Every startup has to balance their business and marketing approach between what’s coming and what’s still around. PCs and laptops may not be dead yet, but any startup with a solid mobile app risks falling behind the curve. But if you’re a brand new company, which comes first from a marketing perspective, or rather, which should get most of the focus, the app or the website? Of course, you can’t get by without a website (yet), but what considerations are most important in app development for startups?
The amount of time and expertise required to engineer a mobile app that is easy to use and navigate and does everything you need to do can be a lot more complicated than building a basic HTML, CSS, and Javascript website. An app has all of the same UX requirements that a website has regarding navigation and is easy on the eyes, but it has to do all of these things on a much smaller screen. In addition, the security considerations of an app installed on someone’s most trusted piece of technology are more complicated than a website that you visit on your browser. If your app comes out of the gate with many vulnerabilities, your business will be at risk, especially when you’re just starting. Finally, to create an app that checks off all of the boxes, you need a technical team that knows their stuff, and that kind of talent tends to cost a pretty penny, whether outsourced or in-house.
So maybe you should focus on the website for now? Depends on your industry. Suppose you’re marketing your products or services to predominantly stationary consumers and working from laptops and desktops. In that case, a professional, easy-to-use website is probably job number one. It’s not like you can get by without one anyway, and again, PCs and laptops aren’t dead yet. But with mobile devices handling more and more of the tasks that formerly necessitated large, stationary pieces of equipment, PCs may not be long for this world, and the acceleration of new technology development and adoption won’t leave you much time to catch up if your target market shifts in a mobile direction. Even those good old Mom and Pop shops will eventually want to cater to an increasingly mobile client base. They – and by extension, you – don’t want to be Blu-ray when your competitors are Netflix (even that reference is a bit dated, but you get the picture).

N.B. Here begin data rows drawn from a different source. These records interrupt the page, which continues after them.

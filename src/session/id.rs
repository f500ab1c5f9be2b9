//! Session identifier generation
//!
//! Identifiers are 32 bytes from the OS entropy source, URL-safe base64
//! without padding (43 characters). If the entropy source fails, the
//! generator falls back to the decimal nanosecond timestamp; the caller
//! always gets a usable string and cannot tell which path produced it.

use base64::{engine::general_purpose::URL_SAFE_NO_PAD, Engine};
use rand::rngs::OsRng;
use rand::TryRngCore;
use std::sync::atomic::{AtomicU64, Ordering};
use thiserror::Error;

/// Bytes of entropy per identifier
pub const ID_ENTROPY_BYTES: usize = 32;

/// Length of an identifier produced by the secure path
pub const ID_ENCODED_LEN: usize = 43;

#[derive(Error, Debug)]
#[error("entropy source failure: {0}")]
struct EntropySourceFailure(String);

/// Last timestamp handed out by the fallback path
static LAST_FALLBACK_NANOS: AtomicU64 = AtomicU64::new(0);

/// Generate a new session identifier from the OS entropy source
pub fn new_session_id() -> String {
    new_session_id_from(&mut OsRng)
}

/// Generate a session identifier from an arbitrary fallible entropy source
pub fn new_session_id_from<R: TryRngCore + ?Sized>(source: &mut R) -> String {
    match read_entropy(source) {
        Ok(bytes) => URL_SAFE_NO_PAD.encode(bytes),
        Err(e) => {
            tracing::warn!("{}; falling back to timestamp session ID", e);
            fallback_id()
        }
    }
}

fn read_entropy<R: TryRngCore + ?Sized>(
    source: &mut R,
) -> Result<[u8; ID_ENTROPY_BYTES], EntropySourceFailure> {
    let mut bytes = [0u8; ID_ENTROPY_BYTES];
    source
        .try_fill_bytes(&mut bytes)
        .map_err(|e| EntropySourceFailure(e.to_string()))?;
    Ok(bytes)
}

/// Decimal nanosecond timestamp, strictly increasing within this process
fn fallback_id() -> String {
    let now = chrono::Utc::now()
        .timestamp_nanos_opt()
        .map(|n| n.max(0) as u64)
        .unwrap_or(0);

    let previous = LAST_FALLBACK_NANOS
        .fetch_update(Ordering::SeqCst, Ordering::SeqCst, |last| {
            Some(now.max(last + 1))
        })
        .unwrap_or(now);

    now.max(previous + 1).to_string()
}
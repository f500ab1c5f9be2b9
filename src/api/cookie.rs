//! Cookie binding between HTTP requests and the session store
//!
//! Policy: a missing, empty, or unknown session cookie never rejects the
//! request. The middleware silently starts a new session and sets a fresh
//! cookie, so an evicted or destroyed session behaves exactly like one that
//! never existed.

use super::AppState;
use crate::session::SessionStore;
use axum::{
    body::Body,
    extract::State,
    http::Request,
    middleware::Next,
    response::{IntoResponse, Response},
};
use axum_extra::extract::cookie::{Cookie, CookieJar};

/// Session identifier resolved for the current request
#[derive(Debug, Clone)]
pub struct CurrentSession(pub String);

/// Session middleware
///
/// Reads the session cookie and touches the session if it is live;
/// otherwise creates a session and attaches a `Set-Cookie` to the response.
/// Handlers receive the id as an `Extension<CurrentSession>`.
pub async fn session_middleware(
    State(state): State<AppState>,
    mut request: Request<Body>,
    next: Next,
) -> Response {
    let jar = CookieJar::from_headers(request.headers());
    let presented = jar
        .get(state.store.cookie_name())
        .map(|c| c.value().to_string())
        .filter(|id| !id.is_empty());

    if let Some(id) = presented {
        if state.store.validate_and_touch(&id).is_ok() {
            request.extensions_mut().insert(CurrentSession(id));
            return next.run(request).await;
        }
        tracing::debug!("Unknown or expired session cookie, starting a new session");
    }

    let id = state.store.create();
    request.extensions_mut().insert(CurrentSession(id.clone()));
    let response = next.run(request).await;

    (jar.add(session_cookie(&state.store, id)), response).into_response()
}

/// Cookie carrying a freshly issued session id
pub fn session_cookie(store: &SessionStore, id: String) -> Cookie<'static> {
    let max_age = i64::try_from(store.max_lifetime().as_secs()).unwrap_or(i64::MAX);
    Cookie::build((store.cookie_name().to_owned(), id))
        .path("/")
        .http_only(true)
        .max_age(time::Duration::seconds(max_age))
        .build()
}

/// Cookie that makes the client discard its session id immediately
pub fn removal_cookie(store: &SessionStore) -> Cookie<'static> {
    let mut cookie = Cookie::build((store.cookie_name().to_owned(), ""))
        .path("/")
        .http_only(true)
        .build();
    cookie.make_removal();
    cookie
}
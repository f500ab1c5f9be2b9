//! HTTP route handlers for the API

use super::cookie::{removal_cookie, CurrentSession};
use super::AppState;
use crate::error::SessionError;
use crate::session::SessionValue;
use axum::{
    extract::{Path, State},
    http::StatusCode,
    response::{IntoResponse, Response},
    Extension, Json,
};
use axum_extra::extract::cookie::CookieJar;

fn session_error(e: SessionError) -> Response {
    (
        StatusCode::NOT_FOUND,
        Json(serde_json::json!({ "error": e.to_string() })),
    )
        .into_response()
}

// ============================================================================
// Health Check
// ============================================================================

pub async fn health(State(state): State<AppState>) -> impl IntoResponse {
    Json(serde_json::json!({
        "status": "ok",
        "version": env!("CARGO_PKG_VERSION"),
        "sessions": state.store.len()
    }))
}

// ============================================================================
// Current Session
// ============================================================================

pub async fn get_session(
    State(state): State<AppState>,
    Extension(CurrentSession(id)): Extension<CurrentSession>,
) -> Response {
    match state.store.snapshot(&id) {
        Ok(info) => Json(info).into_response(),
        Err(e) => session_error(e),
    }
}

pub async fn get_value(
    State(state): State<AppState>,
    Extension(CurrentSession(id)): Extension<CurrentSession>,
    Path(key): Path<String>,
) -> Response {
    match state.store.get_value(&id, &key) {
        Ok(value) => Json(serde_json::json!({ "key": key, "value": value })).into_response(),
        Err(e) => session_error(e),
    }
}

pub async fn set_value(
    State(state): State<AppState>,
    Extension(CurrentSession(id)): Extension<CurrentSession>,
    Path(key): Path<String>,
    Json(value): Json<SessionValue>,
) -> Response {
    match state.store.set_value(&id, key, value) {
        Ok(()) => StatusCode::NO_CONTENT.into_response(),
        Err(e) => session_error(e),
    }
}

pub async fn delete_value(
    State(state): State<AppState>,
    Extension(CurrentSession(id)): Extension<CurrentSession>,
    Path(key): Path<String>,
) -> Response {
    match state.store.remove_value(&id, &key) {
        Ok(previous) => {
            Json(serde_json::json!({ "removed": previous.is_some() })).into_response()
        }
        Err(e) => session_error(e),
    }
}

// ============================================================================
// Logout
// ============================================================================

/// Destroy the session named by the cookie (if any) and expire the cookie
pub async fn logout(State(state): State<AppState>, jar: CookieJar) -> impl IntoResponse {
    if let Some(cookie) = jar.get(state.store.cookie_name()) {
        state.store.destroy(cookie.value());
    }
    let jar = jar.add(removal_cookie(&state.store));
    (jar, StatusCode::NO_CONTENT)
}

So let’s say you’re ready to pull the trigger and create your app: How do you put your dev team together? Is this app going to be the first of a large ecosystem of apps that all interrelate to each other? What is the target market for your app, and are you hoping to expand that market? What are your competitors doing, and will you be perceived as an innovator or an also-ran? What are your security requirements, and will bringing in contractors make compliance easier or more difficult? While in-house developers might seem to be the most secure option for ongoing development, outsourcing to experienced app developers who know what pitfalls to anticipate and have a broad awareness of the market can save you a lot of heartache in both the short and long run and might even save you some money. And never underestimate the advantages of having people on board who haven’t yet drunk the company Kool-Aid.
Choosing between focusing on the website (what we might call The Old Way) and focusing on a nifty new mobile app (what we might call The New Way if it weren’t a few years old) is ultimately not much of a choice: You have to take care of both, but if you want to start a company that will be around for at least a decade or so, making sure your customers have your products and services at their fingertips is an absolute necessity.